The revelation struck the National Assembly Committee on Sports as if it has been hit with a sledgehammer. This sparked an uproar from members who are demanding an explanation from the Fund managers.
“It’s true the money was paid to the Ministry of Health. We were told the money was used to furnish the clinics. As a committee, this is an issue of great concern to us,” committee chairman Victor Munyaka said at the weekend.
“We have no problem with the ministry being paid the money but we are concerned about the timing because it comes at a time when the sports fraternity is going through a cash crunch. This does not look good.”
Consequently, the committee has invited the managers of the Fund to shed light on the payment. Most of the members think this was unwarranted considering the history of the clinics. Kenyan sports is in dire financial straits following the recent withdrawal of key sponsors.
It was reported last week that the 99 containers, acquired at a cost of Sh800 million, had finally been moved out of the NYS yard in Miritini, where they have been lying idle since December 2015.

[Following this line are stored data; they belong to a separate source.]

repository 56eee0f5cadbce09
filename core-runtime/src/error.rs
use thiserror::Error;

#[derive(Error, Debug)]
pub enum Error {
    #[error("Configuration error: {0}")]
    Config(String),

    #[error("Capability missing: {capability} - {message}")]
    CapabilityMissing { capability: String, message: String },

    #[error("Internal error: {0}")]
    Internal(String),
}

pub type Result<T> = std::result::Result<T, Error>;
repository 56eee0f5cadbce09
//! Time Abstractions
//!
//! Provides an injectable time source so that sync runs can be tested with
//! deterministic `replace_date` values.

use chrono::{DateTime, TimeZone, Utc};
use serde::{Deserialize, Serialize};
use std::sync::atomic::{AtomicI64, Ordering};

/// Time source trait
///
/// Abstracts system time to enable deterministic testing.
///
/// # Example
///
/// ```ignore
/// use bridge_traits::time::Clock;
///
/// fn stamp(clock: &dyn Clock) -> i64 {
///     clock.unix_timestamp_millis()
/// }
/// ```
pub trait Clock: Send + Sync {
    /// Get current UTC time
    fn now(&self) -> DateTime<Utc>;

    /// Get current Unix timestamp in seconds
    fn unix_timestamp(&self) -> i64 {
        self.now().timestamp()
    }

    /// Get current Unix timestamp in milliseconds
    fn unix_timestamp_millis(&self) -> i64 {
        self.now().timestamp_millis()
    }
}

/// System clock implementation using actual system time
#[derive(Debug, Clone, Default)]
pub struct SystemClock;

impl Clock for SystemClock {
    fn now(&self) -> DateTime<Utc> {
        Utc::now()
    }
}

/// Clock frozen at a settable instant
#[derive(Debug, Default)]
pub struct FixedClock {
    millis: AtomicI64,
}

impl FixedClock {
    pub fn new(millis: i64) -> Self {
        Self {
            millis: AtomicI64::new(millis),
        }
    }

    pub fn set(&self, millis: i64) {
        self.millis.store(millis, Ordering::SeqCst);
    }

    pub fn advance(&self, delta_millis: i64) {
        self.millis.fetch_add(delta_millis, Ordering::SeqCst);
    }
}

impl Clock for FixedClock {
    fn now(&self) -> DateTime<Utc> {
        Utc.timestamp_millis_opt(self.millis.load(Ordering::SeqCst))
            .single()
            .unwrap_or_default()
    }
}

/// Log level
#[derive(Debug, Clone, Copy, PartialEq, Eq, PartialOrd, Ord, Serialize, Deserialize)]
pub enum LogLevel {
    Trace,
    Debug,
    Info,
    Warn,
    Error,
}

impl LogLevel {
    pub fn as_str(&self) -> &'static str {
        match self {
            LogLevel::Trace => "trace",
            LogLevel::Debug => "debug",
            LogLevel::Info => "info",
            LogLevel::Warn => "warn",
            LogLevel::Error => "error",
        }
    }
}
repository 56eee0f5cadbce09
//! Scan configuration
//!
//! Options are an explicit value handed to the orchestrator. They can be
//! loaded from a [`SettingsStore`] under the `scan.*` keys; list options are
//! stored as JSON arrays.

use bridge_traits::storage::SettingsStore;
use serde::de::DeserializeOwned;
use serde::{Deserialize, Serialize};
use tracing::{debug, warn};

pub const KEY_GENRE_SPLIT_SYMBOLS: &str = "scan.genre_split_symbols";
pub const KEY_ARTIST_SPLIT_SYMBOLS: &str = "scan.artist_split_symbols";
pub const KEY_MINIMUM_DURATION_SECS: &str = "scan.minimum_duration_secs";
pub const KEY_IGNORE_NUMERIC_GENRES: &str = "scan.ignore_numeric_genres";
pub const KEY_CLASSIFICATION_TYPES: &str = "scan.classification_types";
pub const KEY_LYRICS_SIDECAR_FORCES_UPDATE: &str = "scan.lyrics_sidecar_forces_update";
pub const KEY_WRITE_BACK_ADD_DATE: &str = "scan.write_back_add_date";
pub const KEY_AUDIO_EXTENSIONS: &str = "scan.audio_extensions";
pub const KEY_PROGRESS_INTERVAL: &str = "scan.progress_interval";

/// Options consulted while scanning
#[derive(Debug, Clone, PartialEq, Serialize, Deserialize)]
pub struct ScanOptions {
    /// Symbols splitting one genre tag into several genres (e.g. `";"`, `"/"`)
    pub genre_split_symbols: Vec<String>,

    /// Symbols splitting one artist tag into several artists (e.g. `" & "`)
    pub artist_split_symbols: Vec<String>,

    /// Files shorter than this are ignored; 0 disables the filter
    pub minimum_duration_secs: f64,

    /// Drop genres that are plain numbers such as `"13"` or `"(13)"`
    pub ignore_numeric_genres: bool,

    /// Extra classification types read from tags besides Genre, Mood and Language
    pub classification_types: Vec<String>,

    /// Treat an unchanged file as updated when the song lacks lyrics and a
    /// `.lrc` sidecar exists
    pub lyrics_sidecar_forces_update: bool,

    /// Write an earlier stored add date back onto the file
    pub write_back_add_date: bool,

    /// Audio file extensions to include
    pub audio_extensions: Vec<String>,

    /// Emit a progress event every this many files
    pub progress_interval: u64,
}

impl Default for ScanOptions {
    fn default() -> Self {
        Self {
            genre_split_symbols: Vec::new(),
            artist_split_symbols: Vec::new(),
            minimum_duration_secs: 0.0,
            ignore_numeric_genres: false,
            classification_types: Vec::new(),
            lyrics_sidecar_forces_update: false,
            write_back_add_date: false,
            audio_extensions: vec![
                "mp3".to_string(),
                "flac".to_string(),
                "ogg".to_string(),
                "oga".to_string(),
                "opus".to_string(),
                "m4a".to_string(),
                "aac".to_string(),
                "wav".to_string(),
                "wma".to_string(),
                "aiff".to_string(),
                "aif".to_string(),
                "ape".to_string(),
                "wv".to_string(),
            ],
            progress_interval: 10,
        }
    }
}

impl ScanOptions {
    /// Load options from `settings`.
    ///
    /// Each key falls back to its default on its own when it is missing or
    /// cannot be read; a broken key never affects the others.
    pub async fn load(settings: &dyn SettingsStore) -> Self {
        let defaults = Self::default();

        let options = Self {
            genre_split_symbols: json_list(settings, KEY_GENRE_SPLIT_SYMBOLS)
                .await
                .unwrap_or(defaults.genre_split_symbols),
            artist_split_symbols: json_list(settings, KEY_ARTIST_SPLIT_SYMBOLS)
                .await
                .unwrap_or(defaults.artist_split_symbols),
            minimum_duration_secs: value(
                settings.get_f64(KEY_MINIMUM_DURATION_SECS).await,
                KEY_MINIMUM_DURATION_SECS,
            )
            .filter(|secs| *secs >= 0.0)
            .unwrap_or(defaults.minimum_duration_secs),
            ignore_numeric_genres: value(
                settings.get_bool(KEY_IGNORE_NUMERIC_GENRES).await,
                KEY_IGNORE_NUMERIC_GENRES,
            )
            .unwrap_or(defaults.ignore_numeric_genres),
            classification_types: json_list(settings, KEY_CLASSIFICATION_TYPES)
                .await
                .unwrap_or(defaults.classification_types),
            lyrics_sidecar_forces_update: value(
                settings.get_bool(KEY_LYRICS_SIDECAR_FORCES_UPDATE).await,
                KEY_LYRICS_SIDECAR_FORCES_UPDATE,
            )
            .unwrap_or(defaults.lyrics_sidecar_forces_update),
            write_back_add_date: value(
                settings.get_bool(KEY_WRITE_BACK_ADD_DATE).await,
                KEY_WRITE_BACK_ADD_DATE,
            )
            .unwrap_or(defaults.write_back_add_date),
            audio_extensions: json_list(settings, KEY_AUDIO_EXTENSIONS)
                .await
                .filter(|extensions: &Vec<String>| !extensions.is_empty())
                .unwrap_or(defaults.audio_extensions),
            progress_interval: value(
                settings.get_i64(KEY_PROGRESS_INTERVAL).await,
                KEY_PROGRESS_INTERVAL,
            )
            .filter(|interval| *interval > 0)
            .map(|interval| interval as u64)
            .unwrap_or(defaults.progress_interval),
        };

        debug!(?options, "Loaded scan options");
        options
    }
}

fn value<T>(result: bridge_traits::error::Result<Option<T>>, key: &str) -> Option<T> {
    match result {
        Ok(value) => value,
        Err(e) => {
            warn!(key, error = %e, "Invalid scan option, using default");
            None
        }
    }
}

async fn json_list<T: DeserializeOwned>(settings: &dyn SettingsStore, key: &str) -> Option<Vec<T>> {
    let raw = value(settings.get_string(key).await, key)?;
    match serde_json::from_str(&raw) {
        Ok(list) => Some(list),
        Err(e) => {
            warn!(key, error = %e, "Scan option is not a JSON array, using default");
            None
        }
    }
}

#[cfg(test)]
mod tests {
    use super::*;
    use bridge_desktop::SqliteSettingsStore;

    #[tokio::test]
    async fn test_empty_store_gives_defaults() {
        let settings = SqliteSettingsStore::in_memory().await.unwrap();
        assert_eq!(ScanOptions::load(&settings).await, ScanOptions::default());
    }

    #[test]
    fn test_documented_defaults() {
        let options = ScanOptions::default();
        assert!(options.genre_split_symbols.is_empty());
        assert!(options.artist_split_symbols.is_empty());
        assert_eq!(options.minimum_duration_secs, 0.0);
        assert!(!options.ignore_numeric_genres);
        assert!(!options.lyrics_sidecar_forces_update);
        assert!(options.audio_extensions.contains(&"flac".to_string()));
    }

    #[tokio::test]
    async fn test_load_all_keys() {
        let settings = SqliteSettingsStore::in_memory().await.unwrap();
        settings.set_string(KEY_GENRE_SPLIT_SYMBOLS, r#"[";", "/"]"#).await.unwrap();
        settings.set_string(KEY_ARTIST_SPLIT_SYMBOLS, r#"[" & "]"#).await.unwrap();
        settings.set_f64(KEY_MINIMUM_DURATION_SECS, 30.0).await.unwrap();
        settings.set_bool(KEY_IGNORE_NUMERIC_GENRES, true).await.unwrap();
        settings.set_string(KEY_CLASSIFICATION_TYPES, r#"["Occasion"]"#).await.unwrap();
        settings.set_bool(KEY_LYRICS_SIDECAR_FORCES_UPDATE, true).await.unwrap();
        settings.set_bool(KEY_WRITE_BACK_ADD_DATE, true).await.unwrap();
        settings.set_string(KEY_AUDIO_EXTENSIONS, r#"["mp3"]"#).await.unwrap();
        settings.set_i64(KEY_PROGRESS_INTERVAL, 50).await.unwrap();

        let options = ScanOptions::load(&settings).await;

        assert_eq!(options.genre_split_symbols, vec![";", "/"]);
        assert_eq!(options.artist_split_symbols, vec![" & "]);
        assert_eq!(options.minimum_duration_secs, 30.0);
        assert!(options.ignore_numeric_genres);
        assert_eq!(options.classification_types, vec!["Occasion"]);
        assert!(options.lyrics_sidecar_forces_update);
        assert!(options.write_back_add_date);
        assert_eq!(options.audio_extensions, vec!["mp3"]);
        assert_eq!(options.progress_interval, 50);
    }

    #[tokio::test]
    async fn test_invalid_key_falls_back_alone() {
        let settings = SqliteSettingsStore::in_memory().await.unwrap();
        settings.set_string(KEY_GENRE_SPLIT_SYMBOLS, "not json").await.unwrap();
        // Wrong type: stored as a string, read as a float
        settings.set_string(KEY_MINIMUM_DURATION_SECS, "thirty").await.unwrap();
        settings.set_bool(KEY_IGNORE_NUMERIC_GENRES, true).await.unwrap();
        settings.set_i64(KEY_PROGRESS_INTERVAL, 0).await.unwrap();

        let options = ScanOptions::load(&settings).await;

        assert!(options.genre_split_symbols.is_empty());
        assert_eq!(options.minimum_duration_secs, 0.0);
        assert!(options.ignore_numeric_genres);
        assert_eq!(options.progress_interval, 10);
    }
}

The containers, which have been under investigations by the Ethics and Anti Corruption Commission, were procured by the Ministry to assist people living in informal settlements access medical services.
The procurement of the mobile clinics was part of the scandal in which Sh5.2 billion was lost in a deal that involved manipulation of the Integrated Financial Management System in the Health ministry.
The MPs are angry with the Fund managers because they were quick to release the money to the Ministry of Health and ignored pleas for funding by sports officials.
Legally, there is nothing wrong with the Ministry of Health getting a slice of cash from the Fund. However, apart from sports, funding is required for nearly all social programmes that include arts and universal health care.
Until its exit from Kenya, SportPesa was spending on average Sh100 million annually to finance the Kenyan Premier League (KPL). The exit of the giant betting firm has left KPL facing an uncertain future.
The company was also a direct sponsor of the country's two most popular clubs, Gor Mahia and AFC Leopards to a tune of Sh66 million and Sh52 million, respectively.
Nominated MP Godfrey Osotsi argues that it is the government that is responsible for the financial misfortunes in sport owing to punitive policies and taxation. He said this hostile environment forced out the betting firms.
“It is the government that is responsible for the withdrawal of sponsorship and, therefore, we must use the Sports Fund to develop sport,” Osotsi said on Tuesday.
Two months into the 2019/20 football season and clubs are feeling the heat. Some clubs have requested KPL to suspend the league because they can no longer make ends meet.
Sony Sugar failed to honour two league matches and their opponents were awarded walkovers. This is a sign of how bad things are.
SportPesa had signed a four-and-a-half-year deal worth Sh450 million with KPL in 2015. Part of the pact included renaming the league to SportPesa Premier League.
Assuming the Sh1 billion was ploughed into sport, it could run the local football league for the next 10 seasons, assuming everything remains the same.
Last week, sports federations filed a complaint to Parliament accusing Sports PS Kirimi Kaberia of frustrating them. In a letter dated October 22, they blamed the PS, who is the administrator of the fund, of failing to respond whenever requests for funding are made to his office. Associations said they have incurred huge debts while preparing teams for global events.